Last week we got to experience his first time of going to a camp, it was for basketball of things but required five straight days of driving back and forth over an hour each way. I loved watching him shoot the ball, stand in line (somewhat patiently I might add), and felt triumphant when he was on the team who won the “championship”. While every parent who has ever had this experience knows that this is a big joy. However, any parent with a kid on the spectrum knows that this was also a HUGE social experience to participate in. So where is the “little thing” you ask?

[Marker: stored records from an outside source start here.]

//! Decorated tree lines on top of [`Traversal`].
//!
//! `TreeRenderer` owns a traversal and a [`PrefixTable`] and turns every
//! visited position into a line of the form `prefix + entry + postfix`, or
//! hands back the raw node/key when the corresponding [`Bypass`] flag is set.

use std::borrow::Cow;
use std::fmt;

use log::debug;

use crate::error::Result;
use crate::tree::{Bypass, RenderOptions, Traversal, TreeNode};

use super::prefix::PrefixTable;

/// Value produced for one position.
#[derive(Debug)]
pub enum Rendered<'a, N: ?Sized> {
    /// Prefix, entry and postfix joined.
    Line(String),
    /// The node itself, undecorated.
    Raw(&'a N),
}

impl<N: ?Sized> Clone for Rendered<'_, N> {
    fn clone(&self) -> Self {
        match self {
            Rendered::Line(line) => Rendered::Line(line.clone()),
            Rendered::Raw(node) => Rendered::Raw(*node),
        }
    }
}

impl<N: TreeNode + ?Sized> fmt::Display for Rendered<'_, N> {
    fn fmt(&self, f: &mut fmt::Formatter<'_>) -> fmt::Result {
        match self {
            Rendered::Line(line) => f.write_str(line),
            Rendered::Raw(node) => f.write_str(&node.label().unwrap_or_default()),
        }
    }
}

/// Everything the renderer knows about one emitted position.
#[derive(Debug, Clone)]
pub struct TreeLine<'a, N: ?Sized> {
    /// Level of the entry; `None` for the root header.
    pub depth: Option<usize>,
    /// No sibling follows this entry.
    pub is_last: bool,
    pub has_children: bool,
    /// The node is a container, even if it has no children to show.
    pub is_branch: bool,
    pub prefix: String,
    pub entry: String,
    /// Decorated key, or the raw key when keys are bypassed.
    pub key: String,
    pub value: Rendered<'a, N>,
}

/// Iterator of decorated lines over a tree.
pub struct TreeRenderer<'a, N: ?Sized> {
    traversal: Traversal<'a, N>,
    prefix: PrefixTable,
    bypass: Bypass,
}

impl<'a, N: TreeNode + ?Sized> TreeRenderer<'a, N> {
    /// Render `root` as an undecorated header followed by its descendants.
    pub fn new(root: &'a N, options: RenderOptions) -> Self {
        Self::with_traversal(Traversal::new(root, options.mode, options.max_depth), options)
    }

    /// Render only the descendants of `root`; its children sit at depth 0.
    pub fn from_children(root: &'a N, options: RenderOptions) -> Self {
        Self::with_traversal(
            Traversal::from_children(root, options.mode, options.max_depth),
            options,
        )
    }

    fn with_traversal(traversal: Traversal<'a, N>, options: RenderOptions) -> Self {
        Self {
            traversal,
            prefix: PrefixTable::default(),
            bypass: options.bypass,
        }
    }

    pub fn with_prefix(mut self, prefix: PrefixTable) -> Self {
        self.prefix = prefix;
        self
    }

    pub fn prefix_table(&self) -> &PrefixTable {
        &self.prefix
    }

    /// Replace one glyph by role index; see [`PrefixTable::set_prefix_part`].
    pub fn set_prefix_part(&mut self, part: usize, value: impl fmt::Display) -> Result<()> {
        self.prefix.set_prefix_part(part, value)
    }

    /// Move to the next emitted position.
    pub fn advance(&mut self) -> bool {
        self.traversal.advance()
    }

    pub fn depth(&self) -> Option<usize> {
        self.traversal.depth()
    }

    pub fn current_node(&self) -> Option<&'a N> {
        self.traversal.current()
    }

    /// Glyphs in front of the current entry. Empty on the root header.
    pub fn prefix(&self) -> String {
        match self.traversal.depth() {
            Some(depth) => self
                .prefix
                .prefix(depth, |level| self.traversal.has_next(level)),
            None => String::new(),
        }
    }

    /// Text of the current node. A node whose label cannot be produced shows
    /// as an empty entry.
    pub fn entry(&self) -> String {
        let Some(node) = self.traversal.current() else {
            return String::new();
        };
        match node.label() {
            Some(label) => label.into_owned(),
            None => {
                debug!("label unavailable at depth {:?}", self.traversal.depth());
                String::new()
            }
        }
    }

    pub fn postfix(&self) -> &'static str {
        ""
    }

    /// Decorated line for the current position, or the node itself with
    /// `bypass.current`.
    pub fn current(&self) -> Option<Rendered<'a, N>> {
        let node = self.traversal.current()?;
        if self.bypass.current {
            return Some(Rendered::Raw(node));
        }
        Some(Rendered::Line(self.decorate(&self.entry())))
    }

    /// Decorated key for the current position, or the raw key with
    /// `bypass.key`. The root header has an empty key.
    pub fn key(&self) -> Option<String> {
        self.traversal.current()?;
        let key = self.raw_key();
        if self.bypass.key {
            return Some(key.into_owned());
        }
        Some(self.decorate(&key))
    }

    fn raw_key(&self) -> Cow<'a, str> {
        self.traversal.key().cloned().unwrap_or_default()
    }

    fn decorate(&self, text: &str) -> String {
        format!("{}{}{}", self.prefix(), text, self.postfix())
    }

    fn is_last(&self) -> bool {
        self.traversal
            .depth()
            .is_none_or(|depth| !self.traversal.has_next(depth))
    }

    fn snapshot(&self) -> Option<TreeLine<'a, N>> {
        let node = self.traversal.current()?;
        Some(TreeLine {
            depth: self.traversal.depth(),
            is_last: self.is_last(),
            has_children: node.has_children(),
            is_branch: node.is_branch(),
            prefix: self.prefix(),
            entry: self.entry(),
            key: self.key()?,
            value: self.current()?,
        })
    }
}

impl<'a, N: TreeNode + ?Sized> Iterator for TreeRenderer<'a, N> {
    type Item = TreeLine<'a, N>;

    fn next(&mut self) -> Option<Self::Item> {
        if !self.traversal.advance() {
            return None;
        }
        self.snapshot()
    }
}

#[cfg(test)]
mod tests {
    use super::*;
    use crate::output::PrefixPart;
    use crate::tree::{Node, TraversalMode};
    use pretty_assertions::assert_eq;

    fn sample() -> Node<&'static str> {
        Node::new(
            "A",
            vec![
                Node::leaf("B"),
                Node::new("C", vec![Node::leaf("D"), Node::leaf("E")]),
            ],
        )
    }

    fn lines<N: TreeNode>(renderer: TreeRenderer<'_, N>) -> Vec<String> {
        renderer.map(|line| line.value.to_string()).collect()
    }

    #[test]
    fn test_self_first_example() {
        let tree = sample();
        let renderer = TreeRenderer::new(&tree, RenderOptions::default());
        assert_eq!(
            lines(renderer).join("\n"),
            "A\n|-B\n\\-C\n  |-D\n  \\-E"
        );
    }

    #[test]
    fn test_leaves_only_example() {
        let tree = sample();
        let renderer =
            TreeRenderer::new(&tree, RenderOptions::with_mode(TraversalMode::LeavesOnly));
        assert_eq!(lines(renderer), vec!["|-B", "  |-D", "  \\-E"]);
    }

    #[test]
    fn test_child_first_example() {
        let tree = sample();
        let renderer =
            TreeRenderer::new(&tree, RenderOptions::with_mode(TraversalMode::ChildFirst));
        assert_eq!(lines(renderer), vec!["|-B", "  |-D", "  \\-E", "\\-C", "A"]);
    }

    #[test]
    fn test_from_children_has_no_header() {
        let tree = sample();
        let renderer = TreeRenderer::from_children(&tree, RenderOptions::default());
        assert_eq!(lines(renderer), vec!["|-B", "\\-C", "  |-D", "  \\-E"]);
    }

    #[test]
    fn test_bypass_current_yields_raw_nodes() {
        let tree = sample();
        let options = RenderOptions {
            bypass: Bypass::CURRENT,
            ..Default::default()
        };
        let raw: Vec<_> = TreeRenderer::new(&tree, options)
            .map(|line| match line.value {
                Rendered::Raw(node) => node.value,
                Rendered::Line(line) => panic!("expected raw node, got {line:?}"),
            })
            .collect();
        assert_eq!(raw, vec!["A", "B", "C", "D", "E"]);
    }

    #[test]
    fn test_keys_are_raw_by_default_and_decorated_on_request() {
        let tree = sample();
        let raw: Vec<_> = TreeRenderer::new(&tree, RenderOptions::default())
            .map(|line| line.key)
            .collect();
        assert_eq!(raw, vec!["", "0", "1", "0", "1"]);

        let options = RenderOptions {
            bypass: Bypass::NONE,
            ..Default::default()
        };
        let decorated: Vec<_> = TreeRenderer::new(&tree, options)
            .map(|line| line.key)
            .collect();
        assert_eq!(decorated, vec!["", "|-0", "\\-1", "  |-0", "  \\-1"]);
    }

    #[test]
    fn test_line_counts_match_tree_shape() {
        let tree = Node::new(
            1,
            vec![
                Node::new(2, vec![Node::leaf(3), Node::new(4, vec![Node::leaf(5)])]),
                Node::leaf(6),
                Node::new(7, vec![Node::leaf(8), Node::leaf(9), Node::leaf(10)]),
            ],
        );
        for mode in [TraversalMode::SelfFirst, TraversalMode::ChildFirst] {
            let count = TreeRenderer::new(&tree, RenderOptions::with_mode(mode)).count();
            assert_eq!(count, tree.count());
        }
        let leaves =
            TreeRenderer::new(&tree, RenderOptions::with_mode(TraversalMode::LeavesOnly)).count();
        assert_eq!(leaves, tree.leaf_count());
    }

    #[test]
    fn test_prefix_has_one_glyph_per_level() {
        let tree = Node::new(
            "r",
            vec![
                Node::new("a", vec![Node::new("b", vec![Node::leaf("c")])]),
                Node::leaf("d"),
            ],
        );
        let mut table = PrefixTable::default();
        table.set_part(crate::output::PrefixPart::MidHasNext, "M");
        table.set_part(crate::output::PrefixPart::MidLast, "m");
        table.set_part(crate::output::PrefixPart::EndHasNext, "E");
        table.set_part(crate::output::PrefixPart::EndLast, "e");

        for line in TreeRenderer::new(&tree, RenderOptions::default()).with_prefix(table) {
            let Some(depth) = line.depth else {
                assert_eq!(line.prefix, "");
                continue;
            };
            let mids = line.prefix.chars().filter(|c| matches!(c, 'M' | 'm')).count();
            let ends = line.prefix.chars().filter(|c| matches!(c, 'E' | 'e')).count();
            assert_eq!(mids, depth);
            assert_eq!(ends, 1);
            assert_eq!(line.prefix.ends_with('e'), line.is_last);
        }
    }

    #[test]
    fn test_rendering_is_idempotent() {
        let tree = sample();
        let first = lines(TreeRenderer::new(&tree, RenderOptions::default()));
        let second = lines(TreeRenderer::new(&tree, RenderOptions::default()));
        assert_eq!(first, second);
    }

    #[test]
    fn test_unavailable_label_renders_empty_entry() {
        struct Opaque;
        impl fmt::Display for Opaque {
            fn fmt(&self, _f: &mut fmt::Formatter<'_>) -> fmt::Result {
                Err(fmt::Error)
            }
        }
        let tree = Node::new(Opaque, vec![Node::leaf(Opaque), Node::leaf(Opaque)]);
        let rendered = lines(TreeRenderer::new(&tree, RenderOptions::default()));
        assert_eq!(rendered, vec!["", "|-", "\\-"]);
    }

    #[test]
    fn test_set_prefix_part_through_renderer() {
        let tree = sample();
        let mut renderer = TreeRenderer::new(&tree, RenderOptions::default());
        renderer.set_prefix_part(4, "`-").unwrap();
        assert!(renderer.set_prefix_part(6, "?").is_err());
        assert_eq!(renderer.prefix_table().get(PrefixPart::EndLast), "`-");
        assert_eq!(renderer.prefix_table().get(PrefixPart::EndHasNext), "|-");
        let rendered = lines(renderer);
        assert_eq!(rendered[2], "`-C");
        assert_eq!(rendered[4], "  `-E");
    }

    #[test]
    fn test_manual_stepping() {
        let tree = sample();
        let mut renderer = TreeRenderer::from_children(&tree, RenderOptions::default());
        assert!(renderer.current().is_none());
        assert!(renderer.advance());
        assert_eq!(renderer.depth(), Some(0));
        assert_eq!(renderer.current_node().map(|n| n.value), Some("B"));
        assert_eq!(renderer.prefix(), "|-");
        assert_eq!(renderer.entry(), "B");
        assert_eq!(renderer.postfix(), "");
    }
}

The little thing was going to lunch on the last day, during which he engaged in almost 15 minutes of actual conversation with me about his camp experience. See that is something most people would take for granted, but if you or someone you love is struggling with any kind of spectrum issue that moment means everything. So my practical strategy this week is that if you are overwhelmed with any situation in your life, stop and enjoy something little. That “little thing” will become the very rock that you build on to help you cope with what comes next.
After years of people telling me I should share my successes with my son as a means to encourage others, well here I am! As a professor of nursing I have explained many of these disorders to people in a variety of settings, but through this blog I am able to share them more personally. As a Certified Life Coach I teach others how to enjoy the little things no matter how overwhelmed they may feel in a particular moment. I have been blessed by my son and my experiences, and I can honestly say I am living life well.